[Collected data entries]
####################
//! Background price monitor
//!
//! Re-fetches every watched symbol, records the fresh price, and raises
//! one aggregated notification for all symbols outside their band.

use crate::models::{Breach, Watchlist};
use crate::quotes::QuoteSource;
use crate::state::StateStore;
use crate::watchlist;
use crate::Result;
use serde::Serialize;
use std::sync::Arc;
use std::time::Duration;
use tokio::task::JoinHandle;
use tracing::{debug, error, info, warn};

/// Name of the periodic check task
pub const CHECK_TASK_NAME: &str = "stockCheck";

/// Fire-and-forget alert sink
pub trait Notifier: Send + Sync {
    fn notify(&self, title: &str, message: &str);
}

/// Emits alerts as log events
pub struct TracingNotifier;

impl Notifier for TracingNotifier {
    fn notify(&self, title: &str, message: &str) {
        warn!(title = %title, "{}", message);
    }
}

#[derive(Debug, Clone, PartialEq, Serialize)]
pub struct PriceAlert {
    pub symbol: String,
    pub price: f64,
    pub low: f64,
    pub high: f64,
    pub breach: Breach,
}

impl PriceAlert {
    pub fn message(&self) -> String {
        format!(
            "{} price ${:.2} is {} threshold range ({:.2}, {:.2})",
            self.symbol, self.price, self.breach, self.low, self.high
        )
    }
}

/// Outcome of one monitoring pass
#[derive(Debug, Clone, Default, Serialize)]
pub struct MonitorReport {
    pub checked: usize,
    pub updated: usize,
    pub alerts: Vec<PriceAlert>,
    pub failures: Vec<String>,
}

impl MonitorReport {
    pub fn notification_text(&self) -> Option<String> {
        if self.alerts.is_empty() {
            return None;
        }
        Some(
            self.alerts
                .iter()
                .map(PriceAlert::message)
                .collect::<Vec<_>>()
                .join("\n"),
        )
    }
}

pub struct PriceMonitor {
    quotes: Arc<dyn QuoteSource>,
    store: Arc<dyn StateStore>,
    notifier: Arc<dyn Notifier>,
}

impl PriceMonitor {
    pub fn new(
        quotes: Arc<dyn QuoteSource>,
        store: Arc<dyn StateStore>,
        notifier: Arc<dyn Notifier>,
    ) -> Self {
        Self {
            quotes,
            store,
            notifier,
        }
    }

    /// One pass over the whole watchlist
    pub async fn check_all(&self) -> Result<MonitorReport> {
        let list: Watchlist = self.store.load_watchlist().await?;
        let mut report = MonitorReport {
            checked: list.len(),
            ..MonitorReport::default()
        };

        if list.is_empty() {
            debug!("Watchlist empty, nothing to check");
            return Ok(report);
        }

        let mut prices = Vec::with_capacity(list.len());
        for entry in list.values() {
            let price = match self.quotes.get_price(&entry.symbol).await {
                Ok(Some(price)) => price,
                Ok(None) => {
                    report
                        .failures
                        .push(format!("{}: could not fetch price", entry.symbol));
                    continue;
                }
                Err(e) => {
                    warn!(symbol = %entry.symbol, error = %e, "Price fetch failed");
                    report
                        .failures
                        .push(format!("{}: could not fetch price ({})", entry.symbol, e));
                    continue;
                }
            };

            if let Some(breach) = entry.breach(price) {
                report.alerts.push(PriceAlert {
                    symbol: entry.symbol.clone(),
                    price,
                    low: entry.low,
                    high: entry.high,
                    breach,
                });
            }
            prices.push((entry.symbol.clone(), price));
        }

        report.updated = watchlist::record_prices(self.store.as_ref(), &prices).await?;

        if let Some(text) = report.notification_text() {
            let settings = self.store.load_settings().await?;
            if settings.notifications_enabled {
                self.notifier.notify("Stock Price Alert", &text);
            } else {
                debug!(alerts = report.alerts.len(), "Notifications disabled, alerts not sent");
            }
        }

        info!(
            checked = report.checked,
            updated = report.updated,
            alerts = report.alerts.len(),
            failures = report.failures.len(),
            "Price check complete"
        );
        Ok(report)
    }

    /// Run `check_all` forever, re-reading the interval from settings each tick
    pub fn spawn(self: Arc<Self>) -> JoinHandle<()> {
        tokio::spawn(async move {
            info!(task = CHECK_TASK_NAME, "Price monitor started");
            loop {
                let minutes = match self.store.load_settings().await {
                    Ok(settings) => settings.check_interval_minutes.max(1),
                    Err(e) => {
                        error!(task = CHECK_TASK_NAME, error = %e, "Failed to read settings");
                        5
                    }
                };
                tokio::time::sleep(Duration::from_secs(minutes * 60)).await;

                if let Err(e) = self.check_all().await {
                    error!(task = CHECK_TASK_NAME, error = %e, "Price check failed");
                }
            }
        })
    }
}
//! Prompt assembly for each model call
//!
//! The model is stateless, so every prompt carries the system prompt, the
//! original request and the calls made so far in the current session.

use crate::models::{LogEntry, LogKind, SessionId};

/// Fixed system prompt describing the directive protocol and action catalog
pub const SYSTEM_PROMPT: &str = r#"You are a stock watchlist assistant. You help the user monitor stocks by calling functions one at a time.

Respond with EXACTLY ONE line in one of these formats:
FUNCTION_CALL: function_name|arg1|arg2
FINAL_ANSWER: message for the user
ERROR: what went wrong

Available functions:
- lookup_symbol|company_name - Find the ticker symbol for a company name
- get_price|symbol - Get the current price of a stock
- suggest_threshold_percentage|symbol - Suggest an alert band percentage for a stock
- calculate_thresholds|price|percentage - Compute low and high alert thresholds (percentage optional)
- validate_thresholds|current_price|low|high - Check that thresholds make sense
- add_to_watchlist|symbol|low|high - Add or update a stock on the watchlist
- remove_from_watchlist|symbol - Remove a stock from the watchlist
- get_watchlist - List the watchlist
- check_price_limit|price|low|high - Check whether a price is outside a threshold band

Rules:
- Call exactly one function per response, then wait for its result
- Use a ticker symbol, not a company name, for price and watchlist functions
- When the task is done, reply with FINAL_ANSWER summarising what was done
- Never write FUNCTION_CALL as the function name"#;

/// Build the prompt for the next step of a session
pub fn build_prompt(
    system_prompt: &str,
    user_input: &str,
    session_log: &[LogEntry],
    session: SessionId,
) -> String {
    let mut prompt = format!("{}\n\nUser request: {}", system_prompt, user_input);

    let entries: Vec<&LogEntry> = session_log
        .iter()
        .filter(|e| e.iteration == session)
        .collect();

    if entries.len() <= 1 {
        return prompt;
    }

    let steps: Vec<String> = entries
        .iter()
        .filter(|e| matches!(e.kind, LogKind::FunctionCall | LogKind::Result))
        .map(|e| match e.kind {
            LogKind::FunctionCall => format!("Called: {}", e.payload),
            _ => format!("Result: {}", e.payload),
        })
        .collect();

    if steps.is_empty() {
        return prompt;
    }

    prompt.push_str("\n\nSteps completed so far:\n");
    prompt.push_str(&steps.join("\n"));
    prompt.push_str(
        "\n\nContinue the multi-step process. Reply with the next FUNCTION_CALL, or FINAL_ANSWER if the task is complete.",
    );

    prompt
}
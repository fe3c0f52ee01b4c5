//! Configuration loaded from environment variables

use crate::error::AgentError;
use crate::Result;
use std::env;
use std::path::PathBuf;
use std::str::FromStr;

pub const MIN_STEPS: u32 = 6;
pub const MAX_STEPS: u32 = 10;

#[derive(Debug, Clone)]
pub struct AppConfig {
    pub gemini_api_key: String,
    pub gemini_base_url: String,
    pub gemini_model: String,
    pub quote_base_url: String,
    pub data_dir: PathBuf,
    pub agent: AgentConfig,
    pub check_interval_minutes: u64,
    pub port: u16,
}

/// Knobs for the agent loop and the action catalog
#[derive(Debug, Clone, PartialEq)]
pub struct AgentConfig {
    /// Step ceiling, always within [MIN_STEPS, MAX_STEPS]
    pub max_steps: u32,
    pub default_threshold_pct: f64,
}

impl AgentConfig {
    pub fn new(max_steps: u32, default_threshold_pct: f64) -> Self {
        Self {
            max_steps: max_steps.clamp(MIN_STEPS, MAX_STEPS),
            default_threshold_pct,
        }
    }
}

impl Default for AgentConfig {
    fn default() -> Self {
        Self::new(8, 1.0)
    }
}

impl AppConfig {
    /// Load configuration from environment variables
    pub fn from_env() -> Result<Self> {
        let max_steps = parse_var("AGENT_MAX_STEPS", 8u32)?;
        let default_threshold_pct = parse_var("DEFAULT_THRESHOLD_PCT", 1.0f64)?;

        if default_threshold_pct <= 0.0 {
            return Err(AgentError::Config(
                "DEFAULT_THRESHOLD_PCT must be positive".to_string(),
            ));
        }

        Ok(Self {
            gemini_api_key: env::var("GEMINI_API_KEY").unwrap_or_default(),
            gemini_base_url: env::var("GEMINI_BASE_URL").unwrap_or_else(|_| {
                "https://generativelanguage.googleapis.com/v1beta/models".to_string()
            }),
            gemini_model: env::var("GEMINI_MODEL")
                .unwrap_or_else(|_| "gemini-2.0-flash".to_string()),
            quote_base_url: env::var("QUOTE_BASE_URL")
                .unwrap_or_else(|_| "https://query1.finance.yahoo.com".to_string()),
            data_dir: env::var("STOCK_AGENT_DATA_DIR")
                .map(PathBuf::from)
                .unwrap_or_else(|_| PathBuf::from("./data")),
            agent: AgentConfig::new(max_steps, default_threshold_pct),
            check_interval_minutes: parse_var("CHECK_INTERVAL_MINUTES", 5u64)?,
            port: env::var("PORT")
                .or_else(|_| env::var("API_PORT"))
                .ok()
                .map(|v| {
                    v.parse().map_err(|_| {
                        AgentError::Config(format!("Invalid port: {}", v))
                    })
                })
                .transpose()?
                .unwrap_or(8080),
        })
    }
}

fn parse_var<T: FromStr>(name: &str, default: T) -> Result<T> {
    match env::var(name) {
        Ok(raw) => raw
            .trim()
            .parse()
            .map_err(|_| AgentError::Config(format!("Invalid value for {}: {}", name, raw))),
        Err(_) => Ok(default),
    }
}
//! Watchlist actions: add, remove, list

use super::{parse_number, required_arg, Action, ActionResult};
use crate::error::ActionError;
use crate::models::{normalize_symbol, WatchlistEntry};
use crate::quotes::QuoteSource;
use crate::state::StateStore;
use crate::watchlist;
use std::sync::Arc;
use tracing::warn;

pub struct AddToWatchlistAction {
    quotes: Arc<dyn QuoteSource>,
    store: Arc<dyn StateStore>,
}

impl AddToWatchlistAction {
    pub fn new(quotes: Arc<dyn QuoteSource>, store: Arc<dyn StateStore>) -> Self {
        Self { quotes, store }
    }
}

#[async_trait::async_trait]
impl Action for AddToWatchlistAction {
    fn name(&self) -> &'static str {
        "add_to_watchlist"
    }

    fn description(&self) -> &'static str {
        "Add or update a stock on the watchlist with low/high thresholds"
    }

    async fn execute(&self, args: &[String]) -> ActionResult {
        let name = self.name();
        let symbol = normalize_symbol(required_arg(name, args, 0, "symbol")?);
        let low = parse_number(name, required_arg(name, args, 1, "low")?, "low")?;
        let high = parse_number(name, required_arg(name, args, 2, "high")?, "high")?;

        let current_price = self
            .quotes
            .get_price(&symbol)
            .await
            .map_err(|e| ActionError::upstream(name, e.to_string()))?;

        if current_price.is_none() {
            warn!(symbol = %symbol, "No current price, storing entry without one");
        }

        let entry = WatchlistEntry::new(&symbol, low, high, current_price, "agent");
        watchlist::upsert(self.store.as_ref(), entry)
            .await
            .map_err(|e| ActionError::upstream(name, e.to_string()))?;

        let price_note = current_price
            .map(|p| format!(" (current price {:.2})", p))
            .unwrap_or_default();

        Ok(format!(
            "Added {} to watchlist: low={:.2}, high={:.2}{}",
            symbol, low, high, price_note
        ))
    }
}

pub struct RemoveFromWatchlistAction {
    store: Arc<dyn StateStore>,
}

impl RemoveFromWatchlistAction {
    pub fn new(store: Arc<dyn StateStore>) -> Self {
        Self { store }
    }
}

#[async_trait::async_trait]
impl Action for RemoveFromWatchlistAction {
    fn name(&self) -> &'static str {
        "remove_from_watchlist"
    }

    fn description(&self) -> &'static str {
        "Remove a stock from the watchlist"
    }

    async fn execute(&self, args: &[String]) -> ActionResult {
        let symbol = normalize_symbol(required_arg(self.name(), args, 0, "symbol")?);

        let removed = watchlist::remove(self.store.as_ref(), &symbol)
            .await
            .map_err(|e| ActionError::upstream(self.name(), e.to_string()))?;

        if removed {
            Ok(format!("Removed {} from watchlist", symbol))
        } else {
            Ok(format!("{} not found in watchlist", symbol))
        }
    }
}

pub struct GetWatchlistAction {
    store: Arc<dyn StateStore>,
}

impl GetWatchlistAction {
    pub fn new(store: Arc<dyn StateStore>) -> Self {
        Self { store }
    }
}

#[async_trait::async_trait]
impl Action for GetWatchlistAction {
    fn name(&self) -> &'static str {
        "get_watchlist"
    }

    fn description(&self) -> &'static str {
        "List the watchlist"
    }

    async fn execute(&self, _args: &[String]) -> ActionResult {
        let list = self
            .store
            .load_watchlist()
            .await
            .map_err(|e| ActionError::upstream(self.name(), e.to_string()))?;

        Ok(watchlist::render(&list))
    }
}
//! Stock Watch Agent
//!
//! An LLM-driven agent that turns natural-language requests such as
//! "watch Tesla with 3% threshold" into watchlist entries:
//! - Talks to the model through a small text directive protocol
//! - Runs whitelisted actions (symbol lookup, quotes, threshold math, watchlist edits)
//! - Persists settings, the watchlist and a bounded agent log
//! - Periodically re-prices the watchlist and raises band alerts
//!
//! AGENT LOOP:
//! PROMPT → LLM → PARSE → EXECUTE → (append to transcript) → PROMPT ...

pub mod agent;
pub mod api;
pub mod config;
pub mod error;
pub mod execution;
pub mod gemini;
pub mod models;
pub mod monitor;
pub mod parser;
pub mod prompt;
pub mod quotes;
pub mod runtime;
pub mod state;
pub mod tools;
pub mod watchlist;

pub use error::Result;

// Re-export common types
pub use models::*;
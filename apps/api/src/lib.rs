//! Candidate screening service: ingest job-application submissions, score
//! them with a weighted heuristic, and shortlist a diverse top-k.
//!
//! The screening core ([`screening`]) is pure and DB-free; the rest of the
//! crate is the surrounding service — configuration, persistence, and the
//! HTTP surface.

pub mod candidates;
pub mod config;
pub mod db;
pub mod errors;
pub mod models;
pub mod routes;
pub mod screening;
pub mod state;

pub use routes::build_router;
pub use state::AppState;

/// Builds an `AppState` over a lazy pool for router tests. No connection is
/// attempted until a handler actually touches the database, so DB-free routes
/// can be exercised without a server.
pub fn test_state(database_url: &str) -> AppState {
    let db = sqlx::postgres::PgPoolOptions::new()
        .connect_lazy(database_url)
        .expect("lazy pool from a well-formed URL");
    let config = config::Config {
        database_url: database_url.to_string(),
        port: 0,
        rust_log: "info".to_string(),
        data_path: std::path::PathBuf::from("data/form-submissions.json"),
        select_count: 5,
        target_skills: None,
    };
    AppState {
        db,
        config,
        options: screening::ScreeningOptions::default(),
    }
}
####################
# Prompt
All lines of the records above with the word "AppState" in them are to be copied.

# Exercise answer
pub use state::AppState;
/// Builds an `AppState` over a lazy pool for router tests. No connection is
pub fn test_state(database_url: &str) -> AppState {
    AppState {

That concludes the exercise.